Politische Teilhabe via Like-Button
Dafür sollen die Bürger künftig Änderungsvorschläge bei der Begutachtung von Gesetzen liken können, wie sie es von Facebook & Co. gewohnt sind. Unsere Politik ist schließlich nicht von gestern. Und sie gewährt uns auch bald Informationsfreiheit, wenn es wahr ist. Information ist die Grundlage demokratischer Beteiligung. Sagen die Verfassungssprecher. Aber einen Beauftragten, der Druck machen kann, damit die Behörden Informationen herausrücken – den verweigern sie uns. Wir sollen uns das selber mit dem Staat ausmachen, vor Gericht. Dafür sind die Bürger mündig genug.

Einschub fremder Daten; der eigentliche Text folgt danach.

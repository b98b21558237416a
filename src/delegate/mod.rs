//! Delegated execution: running the test phases outside this process.
//!
//! Two delegation paths exist. [`subprocess`] spawns a child of this same
//! program and receives its results over a local TCP stream. [`remote`]
//! pushes the whole invocation to a remote VM and polls for result files.
//! Both speak the [`wire`] event format.

pub mod remote;
pub mod subprocess;
pub mod wire;

pub use remote::{RemoteDelegate, RemoteTransport, SshTransport, DONE_MARKER};
pub use subprocess::{connect_reporter, report_port_from_env, SubprocessDelegate, REPORT_PORT_ENV};
pub use wire::{EventStreamReader, EventStreamWriter, ResultEvent, StreamingListener};
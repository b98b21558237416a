//! Device collaborator contract.
//!
//! The orchestrator never talks to hardware directly; it drives devices
//! through the [`Device`] trait. Transport details (adb-like protocols,
//! virtual device control planes) live behind implementations supplied by
//! the embedding harness. [`StubDevice`] is the in-memory implementation
//! used by tests and local dry runs.

use std::collections::HashMap;
use std::sync::atomic::{AtomicBool, Ordering};
use std::sync::Mutex;

use async_trait::async_trait;

use crate::build::BuildInfo;
use crate::error::{InvocationError, InvocationResult};

/// Recovery behavior when a device misbehaves.
#[derive(Debug, Clone, Copy, PartialEq, Eq)]
pub enum RecoveryMode {
    /// Attempt full recovery (reconnect, reboot).
    Available,
    /// Recovery disabled; leave the device alone so diagnostics survive.
    None,
}

/// Connection state as last observed.
#[derive(Debug, Clone, Copy, PartialEq, Eq)]
pub enum DeviceState {
    Online,
    Offline,
    Unresponsive,
}

/// One allocated device for the duration of an invocation.
///
/// Implementations must be safe to share across the setup fan-out
/// (`Send + Sync`); mutable state (recovery mode, capture buffers) is the
/// implementation's to synchronize.
#[async_trait]
pub trait Device: Send + Sync {
    /// Stable serial number used in logs and failure attribution.
    fn serial(&self) -> &str;

    fn state(&self) -> DeviceState;

    fn recovery_mode(&self) -> RecoveryMode;

    /// Disabling recovery is sticky for the rest of the invocation.
    fn set_recovery_mode(&self, mode: RecoveryMode);

    /// Whether this is a virtual device (no physical battery, no bugreport).
    fn is_virtual(&self) -> bool {
        false
    }

    /// Battery level in percent. Best-effort; `None` on virtual devices or
    /// query failure.
    async fn battery_level(&self) -> Option<u32>;

    /// Device-side bring-up before the invocation proper (boot checks,
    /// connection warm-up).
    async fn pre_invocation_setup(&self, build: Option<&BuildInfo>) -> InvocationResult<()>;

    /// Device-side release, always attempted regardless of how the
    /// invocation ended. `error` is the invocation's terminal failure, if any.
    async fn post_invocation_teardown(&self, error: Option<&InvocationError>);

    /// Starts capturing the device log stream.
    async fn start_log_capture(&self);

    /// Clears any buffered device log.
    async fn clear_log_capture(&self);

    /// Fetches the captured device log since capture started.
    async fn fetch_log_capture(&self) -> Option<Vec<u8>>;

    /// Captures a bugreport. Best-effort; `None` when unsupported (virtual
    /// devices) or when capture fails.
    async fn capture_bugreport(&self) -> Option<Vec<u8>>;
}

/// In-memory device used by tests and local dry runs.
///
/// Records the calls made against it so tests can assert on ordering and
/// can be scripted to fail setup or report as unresponsive.
pub struct StubDevice {
    serial: String,
    state: Mutex<DeviceState>,
    recovery: Mutex<RecoveryMode>,
    virtual_device: bool,
    battery: Option<u32>,
    fail_pre_setup: AtomicBool,
    capturing: AtomicBool,
    log_buffer: Mutex<Vec<u8>>,
    calls: Mutex<Vec<String>>,
}

impl StubDevice {
    pub fn new(serial: impl Into<String>) -> Self {
        Self {
            serial: serial.into(),
            state: Mutex::new(DeviceState::Online),
            recovery: Mutex::new(RecoveryMode::Available),
            virtual_device: false,
            battery: Some(80),
            fail_pre_setup: AtomicBool::new(false),
            capturing: AtomicBool::new(false),
            log_buffer: Mutex::new(Vec::new()),
            calls: Mutex::new(Vec::new()),
        }
    }

    pub fn virtual_device(mut self) -> Self {
        self.virtual_device = true;
        self.battery = None;
        self
    }

    pub fn with_battery(mut self, level: Option<u32>) -> Self {
        self.battery = level;
        self
    }

    /// Scripts `pre_invocation_setup` to fail with a device-unavailable error.
    pub fn fail_pre_setup(self) -> Self {
        self.fail_pre_setup.store(true, Ordering::SeqCst);
        self
    }

    pub fn set_state(&self, state: DeviceState) {
        *self.state.lock().unwrap() = state;
    }

    pub fn push_log(&self, bytes: &[u8]) {
        self.log_buffer.lock().unwrap().extend_from_slice(bytes);
    }

    /// Calls recorded so far, in order.
    pub fn calls(&self) -> Vec<String> {
        self.calls.lock().unwrap().clone()
    }

    fn record(&self, call: &str) {
        self.calls.lock().unwrap().push(call.to_string());
    }
}

#[async_trait]
impl Device for StubDevice {
    fn serial(&self) -> &str {
        &self.serial
    }

    fn state(&self) -> DeviceState {
        *self.state.lock().unwrap()
    }

    fn recovery_mode(&self) -> RecoveryMode {
        *self.recovery.lock().unwrap()
    }

    fn set_recovery_mode(&self, mode: RecoveryMode) {
        self.record("set_recovery_mode");
        *self.recovery.lock().unwrap() = mode;
    }

    fn is_virtual(&self) -> bool {
        self.virtual_device
    }

    async fn battery_level(&self) -> Option<u32> {
        self.battery
    }

    async fn pre_invocation_setup(&self, _build: Option<&BuildInfo>) -> InvocationResult<()> {
        self.record("pre_invocation_setup");
        if self.fail_pre_setup.load(Ordering::SeqCst) {
            return Err(InvocationError::DeviceUnavailable {
                message: "scripted pre-setup failure".into(),
                serial: self.serial.clone(),
                unresponsive: false,
            });
        }
        Ok(())
    }

    async fn post_invocation_teardown(&self, _error: Option<&InvocationError>) {
        self.record("post_invocation_teardown");
    }

    async fn start_log_capture(&self) {
        self.record("start_log_capture");
        self.capturing.store(true, Ordering::SeqCst);
    }

    async fn clear_log_capture(&self) {
        self.log_buffer.lock().unwrap().clear();
    }

    async fn fetch_log_capture(&self) -> Option<Vec<u8>> {
        if !self.capturing.load(Ordering::SeqCst) {
            return None;
        }
        let buffer = self.log_buffer.lock().unwrap();
        if buffer.is_empty() {
            None
        } else {
            Some(buffer.clone())
        }
    }

    async fn capture_bugreport(&self) -> Option<Vec<u8>> {
        self.record("capture_bugreport");
        if self.virtual_device {
            return None;
        }
        Some(format!("bugreport for {}", self.serial).into_bytes())
    }
}

/// Helper holding per-serial extra metadata not owned by the device itself.
#[derive(Debug, Default, Clone)]
pub struct DeviceAttributes {
    attributes: HashMap<String, String>,
}

impl DeviceAttributes {
    pub fn insert(&mut self, key: impl Into<String>, value: impl Into<String>) {
        self.attributes.insert(key.into(), value.into());
    }

    pub fn get(&self, key: &str) -> Option<&str> {
        self.attributes.get(key).map(String::as_str)
    }
}

#[cfg(test)]
mod tests {
    use super::*;

    #[tokio::test]
    async fn stub_device_records_lifecycle_calls() {
        let device = StubDevice::new("SER1");
        device.pre_invocation_setup(None).await.unwrap();
        device.post_invocation_teardown(None).await;
        assert_eq!(
            device.calls(),
            vec!["pre_invocation_setup", "post_invocation_teardown"]
        );
    }

    #[tokio::test]
    async fn scripted_pre_setup_failure_is_device_unavailable() {
        let device = StubDevice::new("SER1").fail_pre_setup();
        let err = device.pre_invocation_setup(None).await.unwrap_err();
        assert!(matches!(err, InvocationError::DeviceUnavailable { .. }));
    }

    #[tokio::test]
    async fn virtual_device_has_no_battery_or_bugreport() {
        let device = StubDevice::new("VIRT1").virtual_device();
        assert_eq!(device.battery_level().await, None);
        assert!(device.capture_bugreport().await.is_none());
    }

    #[tokio::test]
    async fn log_capture_requires_start() {
        let device = StubDevice::new("SER1");
        device.push_log(b"early");
        assert!(device.fetch_log_capture().await.is_none());
        device.start_log_capture().await;
        device.push_log(b" lines");
        assert!(device.fetch_log_capture().await.is_some());
    }
}
//! Delegated execution on a remote VM.
//!
//! The whole invocation moves to the remote machine: the config is pushed
//! up, the worker is launched detached, and the host polls for liveness
//! and result files until a completion marker appears. Results come back
//! as length-delimited event files, numbered so replay stays ordered.
//! Worker logs are pulled no matter how the run ended.

use std::collections::{BTreeMap, HashMap};
use std::path::{Path, PathBuf};
use std::process::Stdio;
use std::time::Duration;

use async_trait::async_trait;
use regex::Regex;
use tokio::time::Instant;
use tokio_util::sync::CancellationToken;
use tracing::{debug, info, warn};

use super::wire::{decode_all, deliver};
use crate::config::RemoteOptions;
use crate::context::TestInformation;
use crate::error::{InvocationError, InvocationResult};
use crate::results::{InvocationListener, LogKind, LogSource};

/// File the remote worker touches when its invocation is over.
pub const DONE_MARKER: &str = "invocation.done";
/// Result event files, numbered: `events_0.bin`, `events_1.bin`, ...
pub const EVENT_FILE_PATTERN: &str = r"^events_(\d+)\.bin$";
/// Worker log pulled back after the run.
pub const WORKER_LOG: &str = "worker.log";
/// Remote check that the worker process still exists.
const LIVENESS_CHECK: &str = "pgrep -f 'convoy run'";

#[derive(Debug, Clone)]
pub struct CommandOutput {
    pub exit_code: i32,
    pub stdout: String,
    pub stderr: String,
}

impl CommandOutput {
    pub fn success(&self) -> bool {
        self.exit_code == 0
    }
}

/// Shell-level access to the remote machine.
#[async_trait]
pub trait RemoteTransport: Send + Sync {
    async fn push(&self, local: &Path, remote: &str) -> InvocationResult<()>;

    async fn pull(&self, remote: &str, local: &Path) -> InvocationResult<()>;

    async fn run_command(&self, command: &str) -> InvocationResult<CommandOutput>;

    async fn is_alive(&self) -> bool {
        matches!(self.run_command("true").await, Ok(out) if out.success())
    }
}

/// Transport over the system ssh/scp binaries.
pub struct SshTransport {
    host: String,
    user: String,
    key_path: Option<PathBuf>,
    timeout: Duration,
}

impl SshTransport {
    pub fn from_options(options: &RemoteOptions) -> InvocationResult<Self> {
        let host = options
            .host
            .clone()
            .ok_or_else(|| InvocationError::Infra("remote host not configured".to_string()))?;
        let key_path = match &options.key_path {
            Some(path) => {
                let expanded = shellexpand::tilde(&path.to_string_lossy()).to_string();
                Some(PathBuf::from(expanded))
            }
            None => None,
        };
        Ok(Self {
            host,
            user: options.user.clone(),
            key_path,
            timeout: Duration::from_secs(120),
        })
    }

    fn target(&self) -> String {
        format!("{}@{}", self.user, self.host)
    }

    fn base_args(&self) -> Vec<String> {
        let mut args = vec![
            "-o".to_string(),
            "StrictHostKeyChecking=no".to_string(),
            "-o".to_string(),
            "BatchMode=yes".to_string(),
        ];
        if let Some(key) = &self.key_path {
            args.push("-i".to_string());
            args.push(key.to_string_lossy().to_string());
        }
        args
    }

    async fn exec(&self, program: &str, args: Vec<String>) -> InvocationResult<CommandOutput> {
        debug!(program, ?args, "remote transport command");
        let mut cmd = tokio::process::Command::new(program);
        cmd.args(&args)
            .stdin(Stdio::null())
            .stdout(Stdio::piped())
            .stderr(Stdio::piped());

        let output = tokio::time::timeout(self.timeout, cmd.output())
            .await
            .map_err(|_| InvocationError::TimedOut {
                message: format!("{program} did not return"),
                timeout: self.timeout,
            })?
            .map_err(|e| InvocationError::Infra(format!("failed to run {program}: {e}")))?;

        Ok(CommandOutput {
            exit_code: output.status.code().unwrap_or(-1),
            stdout: String::from_utf8_lossy(&output.stdout).to_string(),
            stderr: String::from_utf8_lossy(&output.stderr).to_string(),
        })
    }
}

#[async_trait]
impl RemoteTransport for SshTransport {
    async fn push(&self, local: &Path, remote: &str) -> InvocationResult<()> {
        let mut args = self.base_args();
        args.push(local.to_string_lossy().to_string());
        args.push(format!("{}:{}", self.target(), remote));
        let out = self.exec("scp", args).await?;
        if !out.success() {
            return Err(InvocationError::Infra(format!(
                "push to {remote} failed: {}",
                out.stderr.trim()
            )));
        }
        Ok(())
    }

    async fn pull(&self, remote: &str, local: &Path) -> InvocationResult<()> {
        let mut args = self.base_args();
        args.push(format!("{}:{}", self.target(), remote));
        args.push(local.to_string_lossy().to_string());
        let out = self.exec("scp", args).await?;
        if !out.success() {
            return Err(InvocationError::Infra(format!(
                "pull of {remote} failed: {}",
                out.stderr.trim()
            )));
        }
        Ok(())
    }

    async fn run_command(&self, command: &str) -> InvocationResult<CommandOutput> {
        let mut args = self.base_args();
        args.push(self.target());
        args.push(command.to_string());
        self.exec("ssh", args).await
    }
}

/// Runs one invocation on a remote VM and replays its results locally.
pub struct RemoteDelegate<T> {
    options: RemoteOptions,
    transport: T,
    /// Independent cap on the whole remote run.
    global_timeout: Option<Duration>,
}

impl<T: RemoteTransport> RemoteDelegate<T> {
    pub fn new(options: RemoteOptions, transport: T, global_timeout: Option<Duration>) -> Self {
        Self {
            options,
            transport,
            global_timeout,
        }
    }

    pub async fn run(
        &self,
        config_path: &Path,
        info: &TestInformation,
        listener: &mut dyn InvocationListener,
        cancel: &CancellationToken,
    ) -> InvocationResult<()> {
        let deadline = self.global_timeout.map(|t| Instant::now() + t);
        let remote_dir = &self.options.remote_dir;

        self.transport
            .run_command(&format!("mkdir -p {remote_dir}"))
            .await?;
        self.push_with_retries(config_path, &format!("{remote_dir}/convoy.toml"))
            .await?;
        self.launch(remote_dir).await?;

        let poll_result = self.poll(remote_dir, info, listener, cancel, deadline).await;

        // Logs come back regardless of how the run ended.
        self.fetch_worker_log(remote_dir, info.work_dir(), listener).await;

        poll_result
    }

    /// Bounded retries around the config upload. Transient connection
    /// loss during push is the most common remote failure.
    async fn push_with_retries(&self, local: &Path, remote: &str) -> InvocationResult<()> {
        let mut last_err = None;
        for attempt in 0..self.options.push_retries.max(1) {
            match self.transport.push(local, remote).await {
                Ok(()) => return Ok(()),
                Err(err) => {
                    warn!(attempt, "push failed: {err}");
                    last_err = Some(err);
                    tokio::time::sleep(Duration::from_secs(2)).await;
                }
            }
        }
        Err(last_err.unwrap_or_else(|| InvocationError::Infra("push failed".to_string())))
    }

    async fn launch(&self, remote_dir: &str) -> InvocationResult<()> {
        let command = format!(
            "cd {remote_dir} && nohup convoy run --config convoy.toml \
             --event-dir . > {WORKER_LOG} 2>&1 & echo started"
        );
        let out = self.transport.run_command(&command).await?;
        if !out.success() {
            return Err(InvocationError::Infra(format!(
                "failed to launch remote worker: {}",
                out.stderr.trim()
            )));
        }
        info!(remote_dir, "remote worker launched");
        Ok(())
    }

    async fn poll(
        &self,
        remote_dir: &str,
        info: &TestInformation,
        listener: &mut dyn InvocationListener,
        cancel: &CancellationToken,
        deadline: Option<Instant>,
    ) -> InvocationResult<()> {
        let interval = Duration::from_secs(self.options.poll_interval_secs.max(1));
        let mut consecutive_failures = 0usize;
        // Per-file count of events already replayed. Event files grow
        // between polls; the count marks where the next replay resumes.
        let mut replayed: HashMap<String, usize> = HashMap::new();

        loop {
            if cancel.is_cancelled() {
                // Best effort stop; the worker cleans itself up on signal.
                let _ = self
                    .transport
                    .run_command(&format!("pkill -f 'convoy run' || true; rm -rf {remote_dir}"))
                    .await;
                return Err(InvocationError::Cancelled(
                    "remote invocation cancelled".to_string(),
                ));
            }
            if let Some(deadline) = deadline {
                if Instant::now() >= deadline {
                    return Err(InvocationError::TimedOut {
                        message: "remote invocation exceeded its deadline".to_string(),
                        timeout: self.global_timeout.unwrap_or_default(),
                    });
                }
            }

            match self.transport.run_command(&format!("ls {remote_dir}")).await {
                Ok(out) if out.success() => {
                    consecutive_failures = 0;
                    let names: Vec<&str> = out.stdout.lines().map(str::trim).collect();

                    if self.options.incremental_results {
                        self.pull_events(remote_dir, info, &names, &mut replayed, listener)
                            .await?;
                    }

                    if names.contains(&DONE_MARKER) {
                        self.pull_events(remote_dir, info, &names, &mut replayed, listener)
                            .await?;
                        debug!(files = replayed.len(), "remote invocation complete");
                        return Ok(());
                    }

                    // Reachable host, no marker: make sure the worker
                    // process itself is still there.
                    if let Ok(check) = self.transport.run_command(LIVENESS_CHECK).await {
                        if !check.success() {
                            return self
                                .finish_after_worker_exit(remote_dir, info, &mut replayed, listener)
                                .await;
                        }
                    }
                }
                Ok(out) => {
                    consecutive_failures += 1;
                    warn!(
                        consecutive_failures,
                        "remote listing failed: {}",
                        out.stderr.trim()
                    );
                }
                Err(err) => {
                    consecutive_failures += 1;
                    warn!(consecutive_failures, "remote unreachable: {err}");
                }
            }

            if consecutive_failures >= self.options.max_connection_failures.max(1) {
                return Err(InvocationError::Infra(format!(
                    "lost contact with remote worker after {consecutive_failures} failed polls"
                )));
            }

            tokio::time::sleep(interval).await;
        }
    }

    /// The liveness check found no worker process. It may have finished
    /// between the listing and the check; one more listing settles whether
    /// this is a clean exit or a crash without a marker.
    async fn finish_after_worker_exit(
        &self,
        remote_dir: &str,
        info: &TestInformation,
        replayed: &mut HashMap<String, usize>,
        listener: &mut dyn InvocationListener,
    ) -> InvocationResult<()> {
        if let Ok(out) = self.transport.run_command(&format!("ls {remote_dir}")).await {
            if out.success() {
                let names: Vec<&str> = out.stdout.lines().map(str::trim).collect();
                if names.contains(&DONE_MARKER) {
                    self.pull_events(remote_dir, info, &names, replayed, listener)
                        .await?;
                    return Ok(());
                }
            }
        }
        Err(InvocationError::Infra(
            "remote worker is no longer running and left no completion marker".to_string(),
        ))
    }

    /// Pull every visible event file and replay what has not been replayed
    /// yet. Files grow between polls and may appear out of numeric order;
    /// re-pulling each one and skipping its already-replayed prefix keeps
    /// the replay idempotent and gap-tolerant.
    async fn pull_events(
        &self,
        remote_dir: &str,
        info: &TestInformation,
        names: &[&str],
        replayed: &mut HashMap<String, usize>,
        listener: &mut dyn InvocationListener,
    ) -> InvocationResult<()> {
        let pattern = Regex::new(EVENT_FILE_PATTERN).expect("valid event file pattern");
        let mut numbered: BTreeMap<usize, &str> = BTreeMap::new();
        for name in names {
            if let Some(caps) = pattern.captures(name) {
                if let Ok(n) = caps[1].parse::<usize>() {
                    numbered.insert(n, name);
                }
            }
        }

        for (_, name) in numbered {
            let local = info.work_dir().join(name);
            self.transport
                .pull(&format!("{remote_dir}/{name}"), &local)
                .await?;
            let data = std::fs::read(&local)?;
            let events = decode_all(&data)?;
            let seen = replayed.entry(name.to_string()).or_insert(0);
            for event in events.iter().skip(*seen) {
                deliver(event, info, listener).await;
            }
            *seen = (*seen).max(events.len());
        }
        Ok(())
    }

    async fn fetch_worker_log(
        &self,
        remote_dir: &str,
        work_dir: &Path,
        listener: &mut dyn InvocationListener,
    ) {
        let local = work_dir.join(WORKER_LOG);
        match self
            .transport
            .pull(&format!("{remote_dir}/{WORKER_LOG}"), &local)
            .await
        {
            Ok(()) => {
                listener
                    .test_log(WORKER_LOG, LogKind::HostLog, &LogSource::File(local))
                    .await;
            }
            Err(err) => warn!("could not fetch worker log: {err}"),
        }
    }
}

Ein Gedanke zu „So οχι sind wir“
Bester Kommentar zur mehr demokratie!- Verweigerung in Österreich. Sollte der Aufmacher der größten Tageszeitungen und elektronischen Medien sein. Die paar Millionen Euro Inserate von Geldgebern, die direkte Demokratie nicht wollen, können dem doch nicht im Wege stehen. Oder doch? Am Leser, Hörer oder Seher-Interesse läge es nicht.